THE PROBLEM → In the records below, some lines contain the word "IdentityFilter". Copy each of them.

RECORDS FOR THE EXERCISE →
- - -

// SPDX-License-Identifier: BUSL-1.1
// Copyright (c) 2026 Alfred Jean LLC

//! Display-name filter for entries in the running object table.
//!
//! Visual Studio registers itself as `!VisualStudio.DTE.<version>:<pid>`,
//! e.g. `!VisualStudio.DTE.17.0:1234`.

/// Prefix shared by every registered Visual Studio automation object.
pub const DTE_IDENTITY_PREFIX: &str = "!VisualStudio.DTE";

/// Accepts DTE display names, optionally pinned to one process id.
#[derive(Debug, Clone, Copy, Default, PartialEq, Eq)]
pub struct IdentityFilter {
    process_id: Option<u32>,
}

impl IdentityFilter {
    /// Accept any Visual Studio instance.
    pub fn any() -> Self {
        Self::default()
    }

    /// Accept only the instance owned by `pid`. A pid of 0 accepts any instance.
    pub fn for_process(pid: u32) -> Self {
        Self {
            process_id: (pid != 0).then_some(pid),
        }
    }

    pub fn process_id(&self) -> Option<u32> {
        self.process_id
    }

    pub fn matches(&self, identity: &str) -> bool {
        if !identity.starts_with(DTE_IDENTITY_PREFIX) {
            return false;
        }
        match self.process_id {
            None => true,
            Some(pid) => identity.ends_with(&format!(":{pid}")),
        }
    }
}

#[cfg(test)]
#[path = "identity_tests.rs"]
mod tests;
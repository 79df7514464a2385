// SPDX-License-Identifier: BUSL-1.1
// Copyright (c) 2026 Alfred Jean LLC

// Allow panic!/unwrap/expect in test code
#![cfg_attr(test, allow(clippy::panic))]
#![cfg_attr(test, allow(clippy::unwrap_used))]
#![cfg_attr(test, allow(clippy::expect_used))]

//! vsopen-core: domain types for locating and driving a Visual Studio instance

pub mod clock;
pub mod identity;
pub mod launch;
pub mod path;
pub mod poll;
pub mod request;
pub mod retry;

pub use clock::{Clock, FakeClock, SystemClock};
pub use identity::{IdentityFilter, DTE_IDENTITY_PREFIX};
pub use launch::{LaunchCommand, EXTRA_ARGS_VAR};
pub use poll::{Poller, Tick};
pub use request::{FileTarget, RequestError, TargetRequest};
pub use retry::{RejectReason, RetryDecision, RetryPolicy};
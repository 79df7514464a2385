// SPDX-License-Identifier: BUSL-1.1
// Copyright (c) 2026 Alfred Jean LLC

//! Traced adapter wrappers for consistent observability

use crate::launcher::{LaunchError, Launcher};
use vsopen_core::LaunchCommand;

/// Wrapper that adds tracing to any Launcher
#[derive(Clone)]
pub struct TracedLauncher<L> {
    inner: L,
}

impl<L> TracedLauncher<L> {
    pub fn new(inner: L) -> Self {
        Self { inner }
    }
}

impl<L: Launcher> Launcher for TracedLauncher<L> {
    fn launch(&self, command: &LaunchCommand) -> Result<u32, LaunchError> {
        let span = tracing::info_span!(
            "launcher.launch",
            program = %command.executable.display()
        );
        let _entered = span.enter();
        tracing::debug!(
            extra_args = command.extra_args.as_deref().unwrap_or(""),
            "starting"
        );
        let start = std::time::Instant::now();
        let result = self.inner.launch(command);
        let elapsed_ms = start.elapsed().as_millis() as u64;
        match &result {
            Ok(pid) => tracing::info!(pid, elapsed_ms, "process started"),
            Err(e) => tracing::error!(elapsed_ms, error = %e, "launch failed"),
        }
        result
    }
}

#[cfg(test)]
#[path = "traced_tests.rs"]
mod tests;
// SPDX-License-Identifier: BUSL-1.1
// Copyright (c) 2026 Alfred Jean LLC

//! Waiting for a freshly launched instance to finish loading its solution.
//!
//! SDK-style projects load asynchronously after the solution object exists,
//! so `IsOpen` can stay false for a while after `Solution` first succeeds.

use tracing::{debug, info, warn};
use vsopen_adapters::{Automation, Editor, Solution};
use vsopen_core::{Clock, Poller, Tick};

use crate::Timeouts;

/// Outcome of [`wait_for_solution`].
#[derive(Debug, Clone, Copy, PartialEq, Eq)]
pub enum Readiness {
    Ready,
    TimedOut,
}

/// Poll `editor` until its solution reports open or the load ceiling passes.
pub fn wait_for_solution<A: Automation, C: Clock>(
    automation: &A,
    editor: &A::Editor,
    clock: &C,
    timeouts: &Timeouts,
) -> Readiness {
    let _filter = automation
        .install_retry_filter(timeouts.call_retry)
        .map_err(|e| warn!(error = %e, "cannot install retry filter"))
        .ok();
    let mut poller = Poller::new(clock, timeouts.poll_interval, timeouts.solution_load);

    info!("waiting for solution to be opened");
    loop {
        if solution_is_open(editor) {
            debug!(waited_ms = poller.waited().as_millis() as u64, "solution open");
            return Readiness::Ready;
        }
        if poller.tick() == Tick::Timeout {
            warn!(
                waited_ms = poller.waited().as_millis() as u64,
                "timeout waiting for solution to be opened"
            );
            return Readiness::TimedOut;
        }
        debug!("solution not open yet");
    }
}

fn solution_is_open<E: Editor>(editor: &E) -> bool {
    editor
        .solution()
        .and_then(|solution| solution.is_open())
        .unwrap_or(false)
}

#[cfg(test)]
#[path = "readiness_tests.rs"]
mod tests;
// SPDX-License-Identifier: BUSL-1.1
// Copyright (c) 2026 Alfred Jean LLC

//! Running object table scan.
//!
//! The table is shared with every other process and changes underneath us:
//! an instance returned here may be gone by the time it is used, and callers
//! treat a later failed call on it like "no match".

use vsopen_adapters::{Automation, DirectoryEntry};
use vsopen_core::{IdentityFilter, RetryPolicy};

/// First registered Visual Studio instance accepted by `filter` and `accept`.
///
/// The retry filter stays installed for the whole scan, including every
/// `accept` call. Failing to install it, or to read the table, yields `None`.
pub fn find_instance<A, F>(
    automation: &A,
    policy: RetryPolicy,
    filter: IdentityFilter,
    mut accept: F,
) -> Option<A::Editor>
where
    A: Automation,
    F: FnMut(&A::Editor) -> bool,
{
    let _filter = match automation.install_retry_filter(policy) {
        Ok(guard) => guard,
        Err(e) => {
            tracing::warn!(error = %e, "cannot install retry filter");
            return None;
        }
    };
    let entries = match automation.entries() {
        Ok(entries) => entries,
        Err(e) => {
            tracing::warn!(error = %e, "running object table unavailable");
            return None;
        }
    };

    for entry in entries {
        let Ok(identity) = entry.display_name() else {
            continue;
        };
        if !filter.matches(&identity) {
            continue;
        }
        let editor = match entry.bind() {
            Ok(editor) => editor,
            Err(e) => {
                tracing::debug!(%identity, error = %e, "cannot bind registered instance");
                continue;
            }
        };
        if accept(&editor) {
            tracing::debug!(%identity, "instance accepted");
            return Some(editor);
        }
    }
    None
}

/// The instance registered by process `pid`, if it has registered yet.
pub fn find_by_process_id<A: Automation>(
    automation: &A,
    policy: RetryPolicy,
    pid: u32,
) -> Option<A::Editor> {
    find_instance(automation, policy, IdentityFilter::for_process(pid), |_| true)
}

#[cfg(test)]
#[path = "scan_tests.rs"]
mod tests;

- - -

RESULT →
pub struct IdentityFilter {
impl IdentityFilter {
pub use identity::{IdentityFilter, DTE_IDENTITY_PREFIX};
use vsopen_core::{IdentityFilter, RetryPolicy};
    filter: IdentityFilter,
    find_instance(automation, policy, IdentityFilter::for_process(pid), |_| true)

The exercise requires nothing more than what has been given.